Sukses

Beragam Tanaman Hias nan Menyejukkan Mata

Aglaonema memang sedang menjadi primadona tanaman hias. Kendati demikian, anggrek maupun bonsai tetap banyak penggemarnya. Salah satu buktinya, ada Taman Anggrek di Ragunan, Jakarta dan kafe bonsai di Pantai Sanur, Bali.

Liputan6.com, Jakarta: Bila kebetulan melintasi ramainya arus lalu lintas di kawasan Senayan, Jakarta Pusat, mata Anda pasti akan disejukkan oleh jajaran beraneka macam tanaman hias di sepanjang Jalan Gerbang Pemuda. Maklumlah, sejak era 80-an kawasan ini memang sudah dikenal sebagai salah satu tempat penjualan tanaman hias di Ibu Kota. Saat ini jumlah pedagang tanaman hias yang mengais rezeki di kawasan tersebut sudah mencapai lebih dari 200 pedagang.

Tak hanya tanaman hias, beragam aksesori untuk mempercantik taman juga tersedia. Pilihan yang beraneka membuat banyak penggemar tanaman hias datang ke sana. Pembelinya bahkan tidak hanya datang dari sekitar Jakarta.
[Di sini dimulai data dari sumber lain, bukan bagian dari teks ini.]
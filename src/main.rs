use acquisitions_api::{
    AppState,
    config::{AppConfig, Env},
    create_router,
    repository::{PostgresRepository, RepositoryState},
};
use sqlx::postgres::PgPoolOptions;
use std::sync::Arc;
use tokio::net::TcpListener;
use tracing_subscriber::{layer::SubscriberExt, util::SubscriberInitExt};

/// main
///
/// Entry point: configuration, logging, database, then the HTTP server. The store handle
/// is created here and injected into the router state; nothing below reaches for a global.
#[tokio::main]
async fn main() -> Result<(), Box<dyn std::error::Error>> {
    // 1. Configuration (fail-fast on missing secrets).
    dotenv::dotenv().ok();
    let config = AppConfig::load();

    // 2. Logging. RUST_LOG wins; otherwise debug for this crate.
    let env_filter = tracing_subscriber::EnvFilter::try_from_default_env()
        .unwrap_or_else(|_| "acquisitions_api=debug,tower_http=info,axum=trace".into());

    match config.env {
        Env::Local => {
            tracing_subscriber::registry()
                .with(env_filter)
                .with(tracing_subscriber::fmt::layer().pretty())
                .init();
        }
        Env::Production => {
            // JSON lines for the log aggregator.
            tracing_subscriber::registry()
                .with(env_filter)
                .with(tracing_subscriber::fmt::layer().json())
                .init();
        }
    }

    tracing::info!("Application starting in {:?} mode", config.env);

    // 3. Database and schema.
    let pool = PgPoolOptions::new()
        .max_connections(5)
        .connect(&config.db_url)
        .await
        .inspect_err(|e| tracing::error!("Failed to connect to Postgres: {e}"))?;

    sqlx::migrate!("./migrations").run(&pool).await?;
    tracing::info!("Database migrations applied");

    let repo = Arc::new(PostgresRepository::new(pool)) as RepositoryState;

    // 4. Router and server.
    let addr = format!("0.0.0.0:{}", config.port);
    let app = create_router(AppState::new(repo, config));

    let listener = TcpListener::bind(&addr).await?;
    tracing::info!("Listening on {addr}");
    tracing::info!("API Documentation (Swagger UI) available at: http://{addr}/swagger-ui");

    axum::serve(listener, app)
        .with_graceful_shutdown(shutdown_signal())
        .await?;

    tracing::info!("Server stopped");
    Ok(())
}

async fn shutdown_signal() {
    if let Err(e) = tokio::signal::ctrl_c().await {
        tracing::error!("Failed to listen for shutdown signal: {e}");
        std::future::pending::<()>().await;
    }
}
use axum::{
    Json,
    http::StatusCode,
    response::{IntoResponse, Response},
};
use serde::{Deserialize, Serialize};
use thiserror::Error;
use ts_rs::TS;
use utoipa::ToSchema;
use validator::ValidationErrors;

use crate::policy::Denial;

/// AppError
///
/// The single error type raised by the service layer, the extractors and the repository.
/// Each variant maps to exactly one HTTP status; the `error` label in the response body is
/// stable per kind so clients can branch on it, while `message` is for humans.
#[derive(Debug, Error)]
pub enum AppError {
    /// Malformed input: bad JSON, unknown fields, failed validation rules, bad path ids.
    #[error("{0}")]
    Validation(String),
    /// Missing, malformed, tampered or expired credentials.
    #[error("{0}")]
    Authentication(String),
    /// The policy engine denied the action.
    #[error("{0}")]
    Authorization(Denial),
    #[error("{message}")]
    NotFound { error: &'static str, message: String },
    /// Duplicate email.
    #[error("{0}")]
    Conflict(String),
    /// Anything unexpected. The message is logged, never returned.
    #[error("{0}")]
    Internal(String),
}

/// ErrorResponse
///
/// The stable JSON payload for every failed request.
#[derive(Debug, Clone, Serialize, Deserialize, TS, ToSchema)]
#[ts(export)]
pub struct ErrorResponse {
    pub error: String,
    pub message: String,
}

impl AppError {
    pub fn invalid_credentials() -> Self {
        Self::Authentication("Invalid credentials".to_string())
    }

    pub fn user_not_found() -> Self {
        Self::NotFound {
            error: "User not found",
            message: "The requested user does not exist".to_string(),
        }
    }

    pub fn route_not_found(path: &str) -> Self {
        Self::NotFound {
            error: "Resource not found",
            message: format!("No route matches {path}"),
        }
    }

    pub fn email_conflict() -> Self {
        Self::Conflict("This email address is already in use".to_string())
    }

    pub fn internal(message: impl Into<String>) -> Self {
        Self::Internal(message.into())
    }

    pub fn status(&self) -> StatusCode {
        match self {
            Self::Validation(_) => StatusCode::BAD_REQUEST,
            Self::Authentication(_) => StatusCode::UNAUTHORIZED,
            Self::Authorization(_) => StatusCode::FORBIDDEN,
            Self::NotFound { .. } => StatusCode::NOT_FOUND,
            Self::Conflict(_) => StatusCode::CONFLICT,
            Self::Internal(_) => StatusCode::INTERNAL_SERVER_ERROR,
        }
    }

    /// The stable, machine-facing label written to the `error` field.
    pub fn label(&self) -> &'static str {
        match self {
            Self::Validation(_) => "Validation failed",
            Self::Authentication(_) => "Authentication failed",
            Self::Authorization(denial) => denial.label(),
            Self::NotFound { error, .. } => *error,
            Self::Conflict(_) => "Email conflict",
            Self::Internal(_) => "Internal server error",
        }
    }
}

impl From<ValidationErrors> for AppError {
    /// Flattens every rule failure into one comma-separated message, sorted so the
    /// output does not depend on hash map ordering.
    fn from(errors: ValidationErrors) -> Self {
        let mut messages: Vec<String> = errors
            .field_errors()
            .into_iter()
            .flat_map(|(field, errs)| {
                errs.iter().map(move |e| match &e.message {
                    Some(message) => message.to_string(),
                    None => format!("{field} is invalid"),
                })
            })
            .collect();
        messages.sort();

        if messages.is_empty() {
            return Self::Validation("Validation failed".to_string());
        }
        Self::Validation(messages.join(","))
    }
}

impl From<sqlx::Error> for AppError {
    fn from(err: sqlx::Error) -> Self {
        match &err {
            sqlx::Error::Database(db) if db.is_unique_violation() => Self::email_conflict(),
            _ => Self::Internal(format!("database error: {err}")),
        }
    }
}

impl From<jsonwebtoken::errors::Error> for AppError {
    fn from(err: jsonwebtoken::errors::Error) -> Self {
        Self::Internal(format!("token error: {err}"))
    }
}

impl IntoResponse for AppError {
    fn into_response(self) -> Response {
        let status = self.status();
        let message = match &self {
            Self::Internal(detail) => {
                tracing::error!(error = %detail, "Internal server error");
                "An unexpected error occurred".to_string()
            }
            other => other.to_string(),
        };

        let body = ErrorResponse {
            error: self.label().to_string(),
            message,
        };

        (status, Json(body)).into_response()
    }
}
Ada pula pembeli dari luar Pulau Jawa yang menyempatkan diri berburu tanaman hias saat menyambangi Ibu Kota.

Pilihan lain untuk berbelanja tanaman hias adalah di kawasan Sukabumi Utara, Kebon Jeruk, Jakarta Barat. Di sana, para pencinta tanaman dapat berbelanja dengan mendatangi rumah sejumlah pedagang. Halaman rumah mereka menjadi ruang pamer tanaman hias koleksi yang diperdagangkan. Para pedagang itu kebanyakan adalah orang Betawi. Mereka sudah turun-temurun berjualan tanaman hias.

Dari berbagai tanaman hias, boleh jadi aglaonema menjadi salah satu tanaman yang sedang naik daun. Harganya terbilang tinggi, bisa mencapai jutaan rupiah [baca: Aglaonema, Mencuri Perhatian Warga Jakarta]. Banyak orang yang mengenal aglaonema, namun nama Gregori Garnadi Hambali mungkin agak asing terdengar. Padahal, banyak sekali jenis aglaonema yang dikenal sekarang adalah hasil karyanya.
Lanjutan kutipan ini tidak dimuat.